Location
- 18-58 Ridley Grove Woodville Gardens, Adelaide, South Australia, 5012 Australia
- Coordinates: 34°51′48″S 138°33′04″E﻿ / ﻿34.8633°S 138.5510°E

Information
- Type: State primary day school
- Religious affiliation: Non-denominational
- Established: 2011
- Authority: Department for Education (South Australia)
- Principal: Kristian Mundy
- Head teacher: Chris Stepien (Early years); Scott Foale (Primary years);
- Year levels: Birth - Year 6
- Gender: Coeducational
- Enrolment: 478 (August 2025)
- Campus type: Suburban
- Colours: Purple; Teal; Navy;
- Website: www.wgs.sa.edu.au

= Woodville Gardens School =

Woodville Gardens School is a public coeducational primary school, located in the Adelaide suburb of Woodville Gardens (South Australia, Australia). It is administered by the South Australian Department for Education. The school falls within the "Parks" ward of the City of Port Adelaide Enfield council area.

== History ==
Woodville Gardens School was created as a result of a merger between five schools, i.e. Ferryden Park Primary School, Ridley Grove Junior Primary School, Mansfield Park Primary School, Woodville Gardens Preschool, and Parks Children's Centre. The merger occurred as part of the Education Works New Schools Project of the Department of Education and Children's Services, which resulted in the school's lands being earmarked for new housing development. Woodville Gardens School was built on the Ridley Grove site of one of the schools involved in the merger, Ridley Grove Junior Primary School, which was established in 1949 but closed in 1994.

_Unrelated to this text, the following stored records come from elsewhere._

//! Single-run lease.
//!
//! Uses OS-level file locking (via fs2) so that two overlapping invocations
//! never run full passes against the same account at once. A sidecar
//! metadata file records which run holds the lease, for diagnostics.

use std::fs::{self, File, OpenOptions};
use std::io::{self, Write};
use std::path::{Path, PathBuf};

use chrono::{DateTime, Utc};
use fs2::FileExt;
use serde::{Deserialize, Serialize};
use thiserror::Error;
use uuid::Uuid;

/// Errors that can occur during lease operations.
#[derive(Error, Debug)]
pub enum LeaseError {
    /// Another run holds the lease.
    #[error("lease '{key}' held by run {run_id} (pid: {pid}, since: {acquired_at})")]
    Held {
        key: String,
        run_id: Uuid,
        pid: u32,
        acquired_at: DateTime<Utc>,
    },

    /// The lease is held but its metadata is missing or corrupt.
    #[error("lease '{key}' held (metadata unavailable)")]
    HeldNoMeta { key: String },

    /// The lease key cannot be used as a file name.
    #[error("invalid lease key '{0}': use letters, digits, '-', '_' or '.'")]
    InvalidKey(String),

    /// I/O error during lease operations.
    #[error("lease I/O error: {0}")]
    Io(#[from] io::Error),

    /// Failed to serialize/deserialize metadata.
    #[error("lease metadata error: {0}")]
    Metadata(#[from] serde_json::Error),
}

/// Diagnostic metadata written alongside the lock file.
#[derive(Debug, Clone, PartialEq, Eq, Serialize, Deserialize)]
pub struct LeaseMetadata {
    /// Run that holds the lease.
    pub run_id: Uuid,
    /// Process ID of the holder.
    pub pid: u32,
    pub acquired_at: DateTime<Utc>,
    /// tagsync version of the holder.
    pub version: String,
}

/// Returns true if `key` is usable as a lock file stem.
#[must_use]
pub fn is_valid_key(key: &str) -> bool {
    !key.is_empty()
        && key.len() <= 128
        && !key.starts_with('.')
        && key
            .chars()
            .all(|c| c.is_ascii_alphanumeric() || matches!(c, '-' | '_' | '.'))
}

/// An acquired lease. Released when dropped.
#[derive(Debug)]
pub struct RunLease {
    _lock_file: File,
    lock_path: PathBuf,
    meta_path: PathBuf,
    metadata: LeaseMetadata,
}

impl RunLease {
    /// Try to take the lease `key` in `dir` for `run_id`, without waiting.
    pub fn acquire(dir: &Path, key: &str, run_id: Uuid) -> Result<Self, LeaseError> {
        if !is_valid_key(key) {
            return Err(LeaseError::InvalidKey(key.to_string()));
        }
        fs::create_dir_all(dir)?;

        let lock_path = lock_path(dir, key);
        let lock_file = OpenOptions::new()
            .read(true)
            .write(true)
            .create(true)
            .truncate(false)
            .open(&lock_path)?;

        match lock_file.try_lock_exclusive() {
            Ok(()) => {
                let lease = Self {
                    _lock_file: lock_file,
                    meta_path: metadata_path(&lock_path),
                    lock_path,
                    metadata: LeaseMetadata {
                        run_id,
                        pid: std::process::id(),
                        acquired_at: Utc::now(),
                        version: crate::VERSION.to_string(),
                    },
                };
                lease.write_metadata()?;
                tracing::debug!(
                    lock_path = %lease.lock_path.display(),
                    run_id = %run_id,
                    "Acquired run lease"
                );
                Ok(lease)
            }
            Err(e) if e.kind() == io::ErrorKind::WouldBlock => {
                Err(read_existing_lease_error(&lock_path, key))
            }
            Err(e) => Err(LeaseError::Io(e)),
        }
    }

    fn write_metadata(&self) -> Result<(), LeaseError> {
        let json = serde_json::to_string_pretty(&self.metadata)?;
        let mut file = File::create(&self.meta_path)?;
        file.write_all(json.as_bytes())?;
        file.sync_all()?;
        Ok(())
    }

    #[must_use]
    pub const fn metadata(&self) -> &LeaseMetadata {
        &self.metadata
    }

    #[must_use]
    pub fn lock_path(&self) -> &Path {
        &self.lock_path
    }

    #[must_use]
    pub fn meta_path(&self) -> &Path {
        &self.meta_path
    }
}

impl Drop for RunLease {
    fn drop(&mut self) {
        if let Err(e) = fs::remove_file(&self.meta_path) {
            if e.kind() != io::ErrorKind::NotFound {
                tracing::warn!(
                    meta_path = %self.meta_path.display(),
                    error = %e,
                    "Failed to remove lease metadata"
                );
            }
        }
        tracing::debug!(
            lock_path = %self.lock_path.display(),
            run_id = %self.metadata.run_id,
            "Released run lease"
        );
    }
}

fn lock_path(dir: &Path, key: &str) -> PathBuf {
    dir.join(format!("{key}.lock"))
}

fn metadata_path(lock_path: &Path) -> PathBuf {
    let mut meta_path = lock_path.to_path_buf();
    let file_name = lock_path
        .file_name()
        .and_then(|n| n.to_str())
        .unwrap_or("lease");
    meta_path.set_file_name(format!("{file_name}.meta.json"));
    meta_path
}

fn read_metadata(lock_path: &Path) -> Option<LeaseMetadata> {
    fs::read_to_string(metadata_path(lock_path))
        .ok()
        .and_then(|contents| serde_json::from_str(&contents).ok())
}

fn read_existing_lease_error(lock_path: &Path, key: &str) -> LeaseError {
    read_metadata(lock_path).map_or_else(
        || LeaseError::HeldNoMeta {
            key: key.to_string(),
        },
        |meta| LeaseError::Held {
            key: key.to_string(),
            run_id: meta.run_id,
            pid: meta.pid,
            acquired_at: meta.acquired_at,
        },
    )
}

/// Report the current holder of lease `key` without taking it.
#[must_use]
pub fn current_holder(dir: &Path, key: &str) -> Option<LeaseMetadata> {
    let lock_path = lock_path(dir, key);
    let lock_file = OpenOptions::new().read(true).write(true).open(&lock_path).ok()?;

    match lock_file.try_lock_exclusive() {
        Ok(()) => None,
        Err(e) if e.kind() == io::ErrorKind::WouldBlock => read_metadata(&lock_path),
        Err(_) => None,
    }
}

The Woodville Gardens School council was officially established under the Education Act 1972 (SA), s85(1)(a) on 30 September 2010. Woodville Gardens School was opened on 31 January 2011.

==Administration==

As of 2025, the school has a teaching staff of 44 (39.2 full-time equivalent) and non-teaching staff of 39 (23.0 full-time equivalent).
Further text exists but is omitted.